--- What is expected ---
From the entries below, gather every line containing the string "data".

--- Input for this task ---
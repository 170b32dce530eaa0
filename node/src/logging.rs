//! # Structured Logging
//!
//! Initializes the `tracing` subscriber with configurable format (JSON or
//! pretty-printed) and environment-based filtering via `RUST_LOG`. The
//! format and default level come from the vault configuration file.
//!
//! All log output is written to stderr so that stdout remains available for
//! structured data (e.g., `status` output piped through the binary).

use tracing_subscriber::{fmt, layer::SubscriberExt, util::SubscriberInitExt, EnvFilter};

/// Log output format.
#[derive(Debug, Clone, Copy, PartialEq, Eq)]
pub enum LogFormat {
    /// Human-readable, colored output. Suitable for local development.
    Pretty,
    /// Machine-parseable JSON lines. Suitable for production log aggregation.
    Json,
}

impl LogFormat {
    /// Parse a format string. Accepts "json" or "pretty" (case-insensitive).
    /// Returns `Pretty` for any unrecognized value.
    pub fn from_str_lossy(s: &str) -> Self {
        match s.to_lowercase().as_str() {
            "json" => LogFormat::Json,
            _ => LogFormat::Pretty,
        }
    }
}

/// Initialize the global tracing subscriber.
///
/// Call this exactly once, early in `main()`. Subsequent calls will panic.
///
/// # Arguments
///
/// * `default_level` - The default log level when `RUST_LOG` is not set.
///   Typical values: `"info"`, `"debug"`, `"covault_node=debug,covault_core=info"`.
/// * `format` - Output format (JSON or pretty-printed).
///
/// # Environment
///
/// The `RUST_LOG` environment variable overrides `default_level` when set.
/// Syntax follows the `tracing_subscriber::EnvFilter` directives, e.g.:
///
/// ```text
/// RUST_LOG=covault_node=debug,covault_core=info,tower_http=debug
/// ```
pub fn init_logging(default_level: &str, format: LogFormat) {
    let env_filter =
        EnvFilter::try_from_default_env().unwrap_or_else(|_| EnvFilter::new(default_level));

    match format {
        LogFormat::Pretty => {
            tracing_subscriber::registry()
                .with(env_filter)
                .with(
                    fmt::layer()
                        .with_target(true)
                        .with_thread_ids(false)
                        .with_file(true)
                        .with_line_number(true),
                )
                .init();
        }
        LogFormat::Json => {
            tracing_subscriber::registry()
                .with(env_filter)
                .with(fmt::layer().json().with_target(true))
                .init();
        }
    }

    tracing::info!("logging initialized (format={:?})", format);
}
// ---------------------------------------------------------------------------
// Response Types
// ---------------------------------------------------------------------------

/// Response payload for `GET /status`.
#[derive(Debug, Serialize, Deserialize)]
pub struct StatusResponse {
    /// Node software version.
    pub version: String,
    /// Network identifier.
    pub network: String,
    /// Number of owners in the registry.
    pub owner_count: usize,
    /// Confirmations required before a transaction may execute.
    pub threshold: usize,
    /// Number of transactions ever submitted.
    pub transaction_count: u64,
    /// Current holding balance, in smallest units.
    pub balance: u64,
    /// Outbound calls the relay has delivered since startup.
    pub relayed_calls: u64,
    /// ISO-8601 timestamp of the response.
    pub timestamp: String,
}

/// Response payload for `GET /owners`.
#[derive(Debug, Serialize, Deserialize)]
pub struct OwnersResponse {
    /// Hex owner addresses, in registration order.
    pub owners: Vec<String>,
    /// Confirmations required before a transaction may execute.
    pub threshold: usize,
}

/// Response payload for `POST /transactions`.
#[derive(Debug, Serialize, Deserialize)]
pub struct SubmitResponse {
    /// Identifier assigned to the new transaction.
    pub tx_id: TxId,
}

/// Response payload for transaction detail and lifecycle endpoints.
#[derive(Debug, Serialize, Deserialize)]
pub struct TransactionView {
    /// Transaction identifier.
    pub id: TxId,
    /// Hex address of the proposing owner.
    pub proposer: String,
    /// Hex address the invocation is directed at.
    pub target: String,
    /// Value to move on execution, in smallest units.
    pub value: u64,
    /// Hex-encoded call data.
    pub payload: String,
    /// Number of owners currently confirming.
    pub confirmation_count: usize,
    /// Hex addresses of the confirming owners, in registry order.
    pub confirmers: Vec<String>,
    /// Derived lifecycle status.
    pub status: TxStatus,
    /// Whether the transaction has executed.
    pub executed: bool,
    /// ISO-8601 submission timestamp.
    pub submitted_at: String,
}

/// Response payload for `POST /deposit`.
#[derive(Debug, Serialize, Deserialize)]
pub struct DepositResponse {
    /// Holding balance after the credit, in smallest units.
    pub balance: u64,
}

/// Generic error body returned by REST endpoints on failure.
#[derive(Debug, Serialize, Deserialize)]
pub struct ErrorResponse {
    pub error: String,
}

/// Query parameters for `GET /audit`.
#[derive(Debug, Deserialize)]
pub struct AuditQuery {
    /// First sequence number to return. Defaults to 0.
    #[serde(default)]
    pub from: u64,
}

// ---------------------------------------------------------------------------
// Error Mapping
// ---------------------------------------------------------------------------

/// Maps a vault error onto an HTTP response.
///
/// Authorization failures are 403, unknown ids 404, malformed requests
/// 400, lifecycle-order violations 409, and relay failures 502 (the vault
/// itself is healthy; the outbound leg failed).
fn vault_error_response(err: VaultError) -> Response {
    let status = match &err {
        VaultError::Unauthorized { .. } => StatusCode::FORBIDDEN,
        VaultError::NotFound { .. } => StatusCode::NOT_FOUND,
        VaultError::NullTarget | VaultError::BalanceOverflow => StatusCode::BAD_REQUEST,
        VaultError::DuplicateConfirmation { .. }
        | VaultError::NotYetConfirmed { .. }
        | VaultError::AlreadyExecuted { .. }
        | VaultError::InsufficientConfirmations { .. } => StatusCode::CONFLICT,
        VaultError::ExecutionFailed { .. } => StatusCode::BAD_GATEWAY,
    };
    (
        status,
        Json(ErrorResponse {
            error: err.to_string(),
        }),
    )
        .into_response()
}

/// 400 with a JSON error body, for request parsing failures.
fn bad_request(message: impl Into<String>) -> Response {
    (
        StatusCode::BAD_REQUEST,
        Json(ErrorResponse {
            error: message.into(),
        }),
    )
        .into_response()
}

// ---------------------------------------------------------------------------
// View Construction
// ---------------------------------------------------------------------------

/// Builds the client-facing view of a transaction.
fn transaction_view(wallet: &Wallet, tx_id: TxId) -> Result<TransactionView, VaultError> {
    let tx = wallet.transaction(tx_id)?;
    let confirmers = wallet.confirmers(tx_id)?;
    Ok(TransactionView {
        id: tx.id(),
        proposer: tx.proposer().to_hex(),
        target: tx.target().to_hex(),
        value: tx.value(),
        payload: hex::encode(tx.payload()),
        confirmation_count: tx.confirmation_count(),
        confirmers: confirmers.iter().map(Address::to_hex).collect(),
        status: tx.status(wallet.threshold()),
        executed: tx.is_executed(),
        submitted_at: tx.submitted_at().to_rfc3339(),
    })
}

/// 200 with the refreshed view of a transaction.
fn transaction_view_response(wallet: &Wallet, tx_id: TxId) -> Response {
    match transaction_view(wallet, tx_id) {
        Ok(view) => (StatusCode::OK, Json(view)).into_response(),
        Err(err) => vault_error_response(err),
    }
}

// ---------------------------------------------------------------------------
// Handlers
// ---------------------------------------------------------------------------

/// `GET /health` -- returns 200 if the node is alive.
///
/// This is the liveness probe for orchestrators (k8s, systemd, etc.).
/// It intentionally does not check internal subsystem health; that
/// belongs in `/status`.
async fn health_handler() -> impl IntoResponse {
    (StatusCode::OK, Json(serde_json::json!({ "status": "ok" })))
}

/// `GET /status` -- returns a vault status summary.
async fn status_handler(State(state): State<AppState>) -> impl IntoResponse {
    let wallet = state.wallet.read().await;
    let relayed_calls = state.relay.lock().await.delivered();

    let resp = StatusResponse {
        version: state.version.clone(),
        network: state.network.clone(),
        owner_count: wallet.owners().len(),
        threshold: wallet.threshold(),
        transaction_count: wallet.transaction_count(),
        balance: wallet.balance(),
        relayed_calls,
        timestamp: chrono::Utc::now().to_rfc3339(),
    };
    Json(resp)
}

/// `GET /owners` -- returns the owner set and threshold.
async fn owners_handler(State(state): State<AppState>) -> impl IntoResponse {
    let wallet = state.wallet.read().await;

    let resp = OwnersResponse {
        owners: wallet.owners().iter().map(Address::to_hex).collect(),
        threshold: wallet.threshold(),
    };
    Json(resp)
}

/// `POST /transactions` -- submits a new transaction.
///
/// The proposer's confirmation is recorded as part of submission, so a
/// 1-of-N vault can execute immediately afterwards. Returns 201 with the
/// assigned id.
async fn submit_handler(
    State(state): State<AppState>,
    Json(req): Json<SubmitRequest>,
) -> Response {
    let caller = match Address::from_hex(&req.caller) {
        Ok(addr) => addr,
        Err(e) => return bad_request(format!("invalid caller address: {e}")),
    };
    let target = match Address::from_hex(&req.target) {
        Ok(addr) => addr,
        Err(e) => return bad_request(format!("invalid target address: {e}")),
    };
    let payload = match req.payload.as_deref() {
        Some(hex_str) => match hex::decode(hex_str) {
            Ok(bytes) => bytes,
            Err(e) => return bad_request(format!("invalid payload hex: {e}")),
        },
        None => Vec::new(),
    };

    let mut wallet = state.wallet.write().await;
    match wallet.submit(caller, target, req.value, payload) {
        Ok(tx_id) => {
            state.metrics.transactions_submitted_total.inc();
            state.metrics.pending_transactions.inc();
            (StatusCode::CREATED, Json(SubmitResponse { tx_id })).into_response()
        }
        Err(err) => vault_error_response(err),
    }
}

/// `GET /transactions/:id` -- returns the detail view of a transaction.
async fn transaction_handler(
    Path(tx_id): Path<TxId>,
    State(state): State<AppState>,
) -> Response {
    let wallet = state.wallet.read().await;
    transaction_view_response(&wallet, tx_id)
}

/// `POST /transactions/:id/confirm` -- records the caller's confirmation.
async fn confirm_handler(
    Path(tx_id): Path<TxId>,
    State(state): State<AppState>,
    Json(req): Json<CallerRequest>,
) -> Response {
    let caller = match Address::from_hex(&req.caller) {
        Ok(addr) => addr,
        Err(e) => return bad_request(format!("invalid caller address: {e}")),
    };

    let mut wallet = state.wallet.write().await;
    match wallet.confirm(caller, tx_id) {
        Ok(()) => {
            state.metrics.confirmations_total.inc();
            transaction_view_response(&wallet, tx_id)
        }
        Err(err) => vault_error_response(err),
    }
}

/// `POST /transactions/:id/revoke` -- withdraws the caller's confirmation.
async fn revoke_handler(
    Path(tx_id): Path<TxId>,
    State(state): State<AppState>,
    Json(req): Json<CallerRequest>,
) -> Response {
    let caller = match Address::from_hex(&req.caller) {
        Ok(addr) => addr,
        Err(e) => return bad_request(format!("invalid caller address: {e}")),
    };

    let mut wallet = state.wallet.write().await;
    match wallet.revoke(caller, tx_id) {
        Ok(()) => {
            state.metrics.revocations_total.inc();
            transaction_view_response(&wallet, tx_id)
        }
        Err(err) => vault_error_response(err),
    }
}

/// `POST /transactions/:id/execute` -- runs a quorum-reached transaction
/// through the outbound relay.
///
/// A relay failure rolls the vault back and surfaces as 502; the
/// transaction stays executable and can be retried.
async fn execute_handler(
    Path(tx_id): Path<TxId>,
    State(state): State<AppState>,
    Json(req): Json<CallerRequest>,
) -> Response {
    let caller = match Address::from_hex(&req.caller) {
        Ok(addr) => addr,
        Err(e) => return bad_request(format!("invalid caller address: {e}")),
    };

    let mut wallet = state.wallet.write().await;
    let mut relay = state.relay.lock().await;
    let started = Instant::now();
    let result = wallet.execute(caller, tx_id, &mut *relay);
    state
        .metrics
        .execute_duration_seconds
        .observe(started.elapsed().as_secs_f64());

    match result {
        Ok(()) => {
            state.metrics.executions_total.inc();
            state.metrics.pending_transactions.dec();
            state.metrics.holding_balance.set(wallet.balance() as i64);
            transaction_view_response(&wallet, tx_id)
        }
        Err(err) => {
            if matches!(err, VaultError::ExecutionFailed { .. }) {
                state.metrics.execution_failures_total.inc();
            }
            vault_error_response(err)
        }
    }
}

/// `POST /deposit` -- credits the holding balance.
///
/// Open to anyone, not just owners. Returns the balance after the credit.
async fn deposit_handler(
    State(state): State<AppState>,
    Json(req): Json<DepositRequest>,
) -> Response {
    let sender = match Address::from_hex(&req.sender) {
        Ok(addr) => addr,
        Err(e) => return bad_request(format!("invalid sender address: {e}")),
    };

    let mut wallet = state.wallet.write().await;
    match wallet.deposit(sender, req.amount) {
        Ok(balance) => {
            state.metrics.deposits_total.inc();
            state.metrics.holding_balance.set(balance as i64);
            (StatusCode::OK, Json(DepositResponse { balance })).into_response()
        }
        Err(err) => vault_error_response(err),
    }
}

/// `GET /audit` -- returns audit entries starting at `?from=<seq>`.
///
/// Sequence numbers are dense, so clients resume by passing the next
/// sequence they have not seen.
async fn audit_handler(
    Query(query): Query<AuditQuery>,
    State(state): State<AppState>,
) -> impl IntoResponse {
    let wallet = state.wallet.read().await;
    let entries = wallet.audit().entries_from(query.from).to_vec();
    Json(entries)
}

/// `GET /ws` -- WebSocket upgrade for live audit streaming.
///
/// Clients receive each [`AuditEntry`] as a JSON text message the moment
/// the operation commits. The connection is read-only from the server's
/// perspective; client messages are ignored.
async fn ws_handler(ws: WebSocketUpgrade, State(state): State<AppState>) -> impl IntoResponse {
    ws.on_upgrade(move |socket| handle_ws_connection(socket, state))
}
//! # Prometheus Metrics
//!
//! Exposes operational metrics for the vault node. Scraped by Prometheus
//! at the `/metrics` HTTP endpoint on the configured metrics port.
//!
//! All metrics are registered in a dedicated [`prometheus::Registry`] so they
//! do not collide with any default global registry consumers.

use axum::http::StatusCode;
use axum::response::IntoResponse;
use prometheus::{Encoder, Histogram, HistogramOpts, IntCounter, IntGauge, Registry, TextEncoder};
use std::sync::Arc;

/// Holds all Prometheus metric handles for the node.
///
/// Clone-friendly (wraps `Arc` internally via prometheus handles) so it can
/// be shared across request handlers and background tasks.
#[derive(Clone)]
pub struct NodeMetrics {
    /// Prometheus registry that owns all metrics below.
    registry: Registry,
    /// Total number of transactions submitted to the vault.
    pub transactions_submitted_total: IntCounter,
    /// Total number of confirmations recorded.
    pub confirmations_total: IntCounter,
    /// Total number of confirmations withdrawn.
    pub revocations_total: IntCounter,
    /// Total number of transactions executed successfully.
    pub executions_total: IntCounter,
    /// Total number of execution attempts that were rolled back.
    pub execution_failures_total: IntCounter,
    /// Total number of deposits credited to the vault.
    pub deposits_total: IntCounter,
    /// Current holding balance of the vault.
    pub holding_balance: IntGauge,
    /// Number of submitted transactions that have not executed yet.
    pub pending_transactions: IntGauge,
    /// Histogram of execute-call duration in seconds, including the
    /// outbound relay round trip.
    pub execute_duration_seconds: Histogram,
}

impl NodeMetrics {
    /// Creates and registers all metrics. Call once at startup.
    pub fn new() -> Self {
        let registry = Registry::new_custom(Some("covault".into()), None)
            .expect("failed to create prometheus registry");

        let transactions_submitted_total = IntCounter::new(
            "transactions_submitted_total",
            "Total number of transactions submitted to the vault",
        )
        .expect("metric creation");
        registry
            .register(Box::new(transactions_submitted_total.clone()))
            .expect("metric registration");

        let confirmations_total = IntCounter::new(
            "confirmations_total",
            "Total number of owner confirmations recorded",
        )
        .expect("metric creation");
        registry
            .register(Box::new(confirmations_total.clone()))
            .expect("metric registration");

        let revocations_total = IntCounter::new(
            "revocations_total",
            "Total number of owner confirmations withdrawn",
        )
        .expect("metric creation");
        registry
            .register(Box::new(revocations_total.clone()))
            .expect("metric registration");

        let executions_total = IntCounter::new(
            "executions_total",
            "Total number of transactions executed successfully",
        )
        .expect("metric creation");
        registry
            .register(Box::new(executions_total.clone()))
            .expect("metric registration");

        let execution_failures_total = IntCounter::new(
            "execution_failures_total",
            "Total number of execution attempts rolled back after relay failure",
        )
        .expect("metric creation");
        registry
            .register(Box::new(execution_failures_total.clone()))
            .expect("metric registration");

        let deposits_total =
            IntCounter::new("deposits_total", "Total number of deposits credited")
                .expect("metric creation");
        registry
            .register(Box::new(deposits_total.clone()))
            .expect("metric registration");

        let holding_balance =
            IntGauge::new("holding_balance", "Current holding balance of the vault")
                .expect("metric creation");
        registry
            .register(Box::new(holding_balance.clone()))
            .expect("metric registration");

        let pending_transactions = IntGauge::new(
            "pending_transactions",
            "Number of submitted transactions that have not executed",
        )
        .expect("metric creation");
        registry
            .register(Box::new(pending_transactions.clone()))
            .expect("metric registration");

        let execute_duration_seconds = Histogram::with_opts(
            HistogramOpts::new(
                "execute_duration_seconds",
                "Wall-clock duration of execute calls in seconds",
            )
            .buckets(vec![
                0.001, 0.005, 0.01, 0.025, 0.05, 0.1, 0.25, 0.5, 1.0, 2.5, 5.0,
            ]),
        )
        .expect("metric creation");
        registry
            .register(Box::new(execute_duration_seconds.clone()))
            .expect("metric registration");

        Self {
            registry,
            transactions_submitted_total,
            confirmations_total,
            revocations_total,
            executions_total,
            execution_failures_total,
            deposits_total,
            holding_balance,
            pending_transactions,
            execute_duration_seconds,
        }
    }

    /// Encodes all registered metrics into the Prometheus text exposition format.
    pub fn encode(&self) -> Result<String, prometheus::Error> {
        let encoder = TextEncoder::new();
        let metric_families = self.registry.gather();
        let mut buffer = Vec::new();
        encoder.encode(&metric_families, &mut buffer)?;
        Ok(String::from_utf8(buffer).expect("prometheus output is valid utf-8"))
    }
}

/// Shared metrics state passed to axum handlers via extension.
pub type SharedMetrics = Arc<NodeMetrics>;

/// Axum handler that renders `/metrics` in Prometheus text format.
///
/// Returns HTTP 500 if encoding fails (should never happen in practice).
pub async fn metrics_handler(
    axum::extract::State(metrics): axum::extract::State<SharedMetrics>,
) -> impl IntoResponse {
    match metrics.encode() {
        Ok(body) => (
            StatusCode::OK,
            [("content-type", "text/plain; version=0.0.4; charset=utf-8")],
            body,
        )
            .into_response(),
        Err(e) => {
            tracing::error!("failed to encode metrics: {}", e);
            (StatusCode::INTERNAL_SERVER_ERROR, "metrics encoding failed").into_response()
        }
    }
}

--- Exercise answer ---
//! structured data (e.g., `status` output piped through the binary).
    /// Hex-encoded call data.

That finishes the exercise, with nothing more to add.